A edição física já está disponível? 

A edição física, já, no site da Tuff. E outra coisa: a capa do álbum é um saquinho de bolhas; não é plástico, como todas as capas. A minha ideia foi essa, quando eras puto, tinhas de manter a calma e rebentavas essas bolhinhas. Foi a ideia da transparência da alma e a calma; foi essa a ligação que eu consegui fazer. Se tu reparares, há bolhas no vídeo e no CD, e em mais um ou dois vídeos vês uma bolha ou duas a passar. E o “Astrolábio”, a última música, são as bolhas todas a irem. Ao fim e ao cabo, o que eu quero transmitir é que isto foi um álbum que eu consegui fazer. Não nos podemos dar bem com toda a gente; nunca vamos conseguir ser aceites pelo mundo todo. E a melhor coisa que temos a fazer é criar a nossa bolha com aquelas pessoas que são realmente importantes para nós, e foi mais ou menos o que eu criei com esse álbum – uma bolha. É a nossa bolha, a nossa defesa, e só puxo para a minha bolha quem é bom para mim, quem tem ideias positivas. Negatividade aqui já não mora. 
 

E agora que está feito e cá fora, o que esperas deste disco? Quais são as tuas expectativas?  

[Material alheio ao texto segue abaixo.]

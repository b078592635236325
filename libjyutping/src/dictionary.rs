// libjyutping/src/dictionary.rs
//
// Jyutping dictionary on top of the core trie slots.
//
// Keys are `encoded syllables + 0x01 + UTF-8 hanzi`, values are log10 costs
// added to the language-model score of the word. Slot 0 is the system
// dictionary, slot 1 the user dictionary.
//
// Two lookups:
// - `match_words`: every word whose syllables match an encoded key, where a
//   final byte of 0 matches any final
// - `match_prefix`: the decoder entry point; walks a segment graph and
//   reports every dictionary word ending at each node, plus a penalized
//   fallback word per segment so the lattice stays connected

use crate::encoder::{
    decode_full_jyutping, encode_full_jyutping, is_valid_user_jyutping, string_to_syllables,
    JyutpingFinal, MatchedJyutpingSyllables, FIRST_FINAL, LAST_FINAL,
};
use crate::match_state::{JyutpingMatchState, MatchResult, MatchedPath, PathOrigin, TrieNodes};
use ahash::AHashSet;
use libchinese_core::{
    Dictionary, LatticeNodeData, NodeId, SegmentGraph, Trie, TrieDictionary, TriePosition,
    TRIE_ROOT,
};
use std::cmp::Reverse;
use std::collections::BinaryHeap;
use std::fs::File;
use std::io::{BufRead, BufReader, BufWriter, Read, Write};
use std::path::Path;
use std::rc::Rc;
use thiserror::Error;

/// Separates encoded syllables from the hanzi in a trie key.
pub const JYUTPING_HANZI_SEP: u8 = 0x01;

/// `log10(0.5)`, charged once per fuzzy final on a path.
pub const FUZZY_COST: f32 = -0.301_03;

/// Cost of the fallback word spelling out an unmatched segment.
pub const INVALID_JYUTPING_COST: f32 = -100.0;

pub const BINARY_FORMAT_MAGIC: u32 = 0x000f_c733;
pub const BINARY_FORMAT_VERSION: u32 = 0x1;

#[derive(Debug, Error)]
pub enum DictError {
    #[error("IO error: {0}")]
    Io(#[from] std::io::Error),

    #[error("invalid dictionary format: {0}")]
    InvalidFormat(String),

    #[error("invalid argument: {0}")]
    InvalidArgument(String),

    #[error("fst error: {0}")]
    Fst(#[from] fst::Error),
}

#[derive(Debug, Clone, Copy, PartialEq, Eq)]
pub enum DictFormat {
    Text,
    Binary,
}

#[derive(Debug, Clone, Default)]
pub struct JyutpingDictionary {
    dict: TrieDictionary,
}

fn is_separator_segment(segment: &str) -> bool {
    segment.starts_with('\'')
}

/// The single predecessor of `node` when it is reached through a separator.
fn prev_is_separator(graph: &SegmentGraph, node: NodeId) -> Option<NodeId> {
    match graph.prevs(node) {
        [prev] if is_separator_segment(graph.segment(*prev, node)) => Some(*prev),
        _ => None,
    }
}

/// Syllable path string, e.g. `"nei|hou|"`. Separator segments are skipped.
fn path_key(graph: &SegmentGraph, path: &[NodeId]) -> String {
    let mut key = String::new();
    for pair in path.windows(2) {
        let segment = graph.segment(pair[0], pair[1]);
        if is_separator_segment(segment) {
            continue;
        }
        key.push_str(segment);
        key.push('|');
    }
    key
}

fn make_key(full_jyutping: &str, hanzi: &str) -> Result<Vec<u8>, DictError> {
    let mut key = encode_full_jyutping(full_jyutping)
        .map_err(|e| DictError::InvalidArgument(e.to_string()))?;
    key.push(JYUTPING_HANZI_SEP);
    key.extend_from_slice(hanzi.as_bytes());
    Ok(key)
}

fn is_dict_space(c: char) -> bool {
    matches!(c, ' ' | '\t' | '\r' | '\n' | '\x0b' | '\x0c')
}

/// Advance every position by one syllable out of `syllables`.
fn traverse_one_step(
    trie: &Trie<f32>,
    positions: &[(TriePosition, usize)],
    syllables: &MatchedJyutpingSyllables,
) -> Vec<(TriePosition, usize)> {
    let mut result = Vec::new();
    for &(pos, fuzzies) in positions {
        for (initial, finals) in syllables {
            let Some(pos) = trie.traverse(pos, &[*initial as u8]) else {
                continue;
            };
            let open = matches!(finals.as_slice(), [(JyutpingFinal::Invalid, _)]);
            if open {
                for final_ in FIRST_FINAL..=LAST_FINAL {
                    if let Some(next) = trie.traverse(pos, &[final_]) {
                        result.push((next, fuzzies + 1));
                    }
                }
            } else {
                for &(final_, fuzzy) in finals {
                    if let Some(next) = trie.traverse(pos, &[final_ as u8]) {
                        result.push((next, fuzzies + usize::from(fuzzy)));
                    }
                }
            }
        }
    }
    result
}

impl JyutpingDictionary {
    /// Dictionary with empty system and user slots.
    pub fn new() -> Self {
        Self::default()
    }

    pub fn dict_size(&self) -> usize {
        self.dict.dict_size()
    }

    pub fn add_empty_dict(&mut self) -> usize {
        self.dict.add_empty_dict()
    }

    pub fn remove_from(&mut self, idx: usize) {
        self.dict.remove_from(idx);
    }

    pub fn trie(&self, idx: usize) -> Option<&Trie<f32>> {
        self.dict.trie(idx)
    }

    /// Number of entries in slot `idx`.
    pub fn len(&self, idx: usize) -> usize {
        self.dict.trie(idx).map_or(0, Trie::len)
    }

    pub fn revision(&self, idx: usize) -> Option<u64> {
        self.dict.revision(idx)
    }

    pub fn revisions(&self) -> &[u64] {
        self.dict.revisions()
    }

    fn check_slot(&self, idx: usize) -> Result<(), DictError> {
        if idx < self.dict_size() {
            Ok(())
        } else {
            Err(DictError::InvalidArgument(format!("no dictionary slot {idx}")))
        }
    }

    /// Replace slot `idx` with the dictionary read from `reader`.
    ///
    /// On any error the slot keeps its previous content.
    pub fn load<R: Read>(&mut self, idx: usize, reader: R, format: DictFormat) -> Result<(), DictError> {
        self.check_slot(idx)?;
        let trie = match format {
            DictFormat::Text => Self::read_text(BufReader::new(reader))?,
            DictFormat::Binary => Self::read_binary(reader)?,
        };
        tracing::debug!(slot = idx, entries = trie.len(), ?format, "loaded dictionary");
        self.dict.replace_trie(idx, trie);
        Ok(())
    }

    pub fn load_file<P: AsRef<Path>>(&mut self, idx: usize, path: P, format: DictFormat) -> Result<(), DictError> {
        let file = File::open(path)?;
        self.load(idx, file, format)
    }

    fn read_text<R: BufRead>(reader: R) -> Result<Trie<f32>, DictError> {
        let mut trie = Trie::new();
        for (lineno, line) in reader.lines().enumerate() {
            let line = line?;
            let tokens: Vec<&str> = line.split(is_dict_space).filter(|t| !t.is_empty()).collect();
            let [hanzi, jyutping, cost] = tokens.as_slice() else {
                if !tokens.is_empty() {
                    tracing::trace!(line = lineno + 1, "skipping malformed dictionary line");
                }
                continue;
            };
            let cost: f32 = cost.parse().map_err(|_| {
                DictError::InvalidArgument(format!("line {}: invalid cost {cost:?}", lineno + 1))
            })?;
            let key = make_key(jyutping, hanzi)?;
            trie.set(&key, cost);
        }
        Ok(trie)
    }

    fn read_binary<R: Read>(mut reader: R) -> Result<Trie<f32>, DictError> {
        let mut word = [0u8; 4];
        reader.read_exact(&mut word)?;
        if u32::from_be_bytes(word) != BINARY_FORMAT_MAGIC {
            return Err(DictError::InvalidFormat("invalid jyutping magic".into()));
        }
        reader.read_exact(&mut word)?;
        if u32::from_be_bytes(word) != BINARY_FORMAT_VERSION {
            return Err(DictError::InvalidFormat("invalid jyutping version".into()));
        }
        let mut len = [0u8; 8];
        reader.read_exact(&mut len)?;
        let len = u64::from_be_bytes(len);
        let mut bytes = Vec::new();
        reader.take(len).read_to_end(&mut bytes)?;
        if bytes.len() as u64 != len {
            return Err(DictError::InvalidFormat(format!(
                "truncated trie: expected {len} bytes, got {}",
                bytes.len()
            )));
        }
        Ok(Trie::from_fst_bytes(bytes)?)
    }

    /// Write slot `idx` to `writer`.
    pub fn save<W: Write>(&self, idx: usize, mut writer: W, format: DictFormat) -> Result<(), DictError> {
        self.check_slot(idx)?;
        let Some(trie) = self.dict.trie(idx) else {
            return Ok(());
        };
        match format {
            DictFormat::Text => Self::write_text(trie, &mut writer)?,
            DictFormat::Binary => {
                let bytes = trie.to_fst_bytes()?;
                writer.write_all(&BINARY_FORMAT_MAGIC.to_be_bytes())?;
                writer.write_all(&BINARY_FORMAT_VERSION.to_be_bytes())?;
                writer.write_all(&(bytes.len() as u64).to_be_bytes())?;
                writer.write_all(&bytes)?;
            }
        }
        writer.flush()?;
        tracing::debug!(slot = idx, entries = trie.len(), ?format, "saved dictionary");
        Ok(())
    }

    pub fn save_file<P: AsRef<Path>>(&self, idx: usize, path: P, format: DictFormat) -> Result<(), DictError> {
        let file = File::create(path)?;
        self.save(idx, BufWriter::new(file), format)
    }

    fn write_text<W: Write>(trie: &Trie<f32>, writer: &mut W) -> Result<(), DictError> {
        for (key, value) in trie.entries() {
            let Some(sep) = key.iter().position(|&b| b == JYUTPING_HANZI_SEP) else {
                continue;
            };
            let jyutping = decode_full_jyutping(&key[..sep])
                .map_err(|e| DictError::InvalidFormat(e.to_string()))?;
            let hanzi = std::str::from_utf8(&key[sep + 1..])
                .map_err(|e| DictError::InvalidFormat(e.to_string()))?;
            writeln!(writer, "{hanzi} {jyutping} {value}")?;
        }
        Ok(())
    }

    /// Add `hanzi` spelled `full_jyutping` (`'`-separated syllables) to slot
    /// `idx`, replacing any previous cost.
    pub fn add_word(&mut self, idx: usize, full_jyutping: &str, hanzi: &str, cost: f32) -> Result<(), DictError> {
        self.check_slot(idx)?;
        let key = make_key(full_jyutping, hanzi)?;
        self.dict.add_word(idx, &key, cost);
        Ok(())
    }

    /// Returns whether the word was present.
    pub fn remove_word(&mut self, idx: usize, full_jyutping: &str, hanzi: &str) -> Result<bool, DictError> {
        self.check_slot(idx)?;
        let key = make_key(full_jyutping, hanzi)?;
        Ok(self.dict.remove_word(idx, &key))
    }

    /// Report every word matching encoded user syllables `data`.
    ///
    /// The callback receives the encoded syllables of the entry, the hanzi
    /// and the cost; returning `false` stops the enumeration of the current
    /// slot. Data that is not valid encoded user input matches nothing.
    pub fn match_words<F>(&self, data: &[u8], mut callback: F)
    where
        F: FnMut(&[u8], &str, f32) -> bool,
    {
        if !is_valid_user_jyutping(data) {
            return;
        }
        let tries = self.dict.tries();
        let mut nodes: Vec<(usize, TriePosition)> = (0..tries.len()).map(|i| (i, TRIE_ROOT)).collect();
        for i in 0..=data.len() {
            if nodes.is_empty() {
                return;
            }
            let current = data.get(i).copied().unwrap_or(JYUTPING_HANZI_SEP);
            let mut next = Vec::with_capacity(nodes.len());
            for (slot, pos) in nodes {
                let trie = &tries[slot];
                if current != 0 {
                    if let Some(pos) = trie.traverse(pos, &[current]) {
                        next.push((slot, pos));
                    }
                } else {
                    for final_ in FIRST_FINAL..=LAST_FINAL {
                        if let Some(pos) = trie.traverse(pos, &[final_]) {
                            next.push((slot, pos));
                        }
                    }
                }
            }
            nodes = next;
        }

        let size = data.len();
        for (slot, pos) in nodes {
            tries[slot].foreach(pos, |key, value| {
                match std::str::from_utf8(&key[size + 1..]) {
                    Ok(hanzi) => callback(&key[..size], hanzi, value),
                    Err(_) => true,
                }
            });
        }
    }
}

As encomendas estão a sair bem; até estou contente com isso. Já estou a passar em algumas rádios, inclusive uma no Canadá, outra em Timor. Os concertos é que estão a falhar… Íamos ter um concerto na Galeria Zé dos Bois agora para o final do mês de Fevereiro, para apresentar. Mas com isto tudo do Covid, nem estamos a tentar marcar nada. Mais vale esperar, porque eu tenho a certeza absoluta de que, quando isto abrir, o pessoal está todo com fome, e mais vale esperar. Já tenho vindo a fazer uns ensaios. Quando vier a oportunidade, não posso mesmo perdê-la. E espero mesmo que este álbum me abra mais portas para o futuro.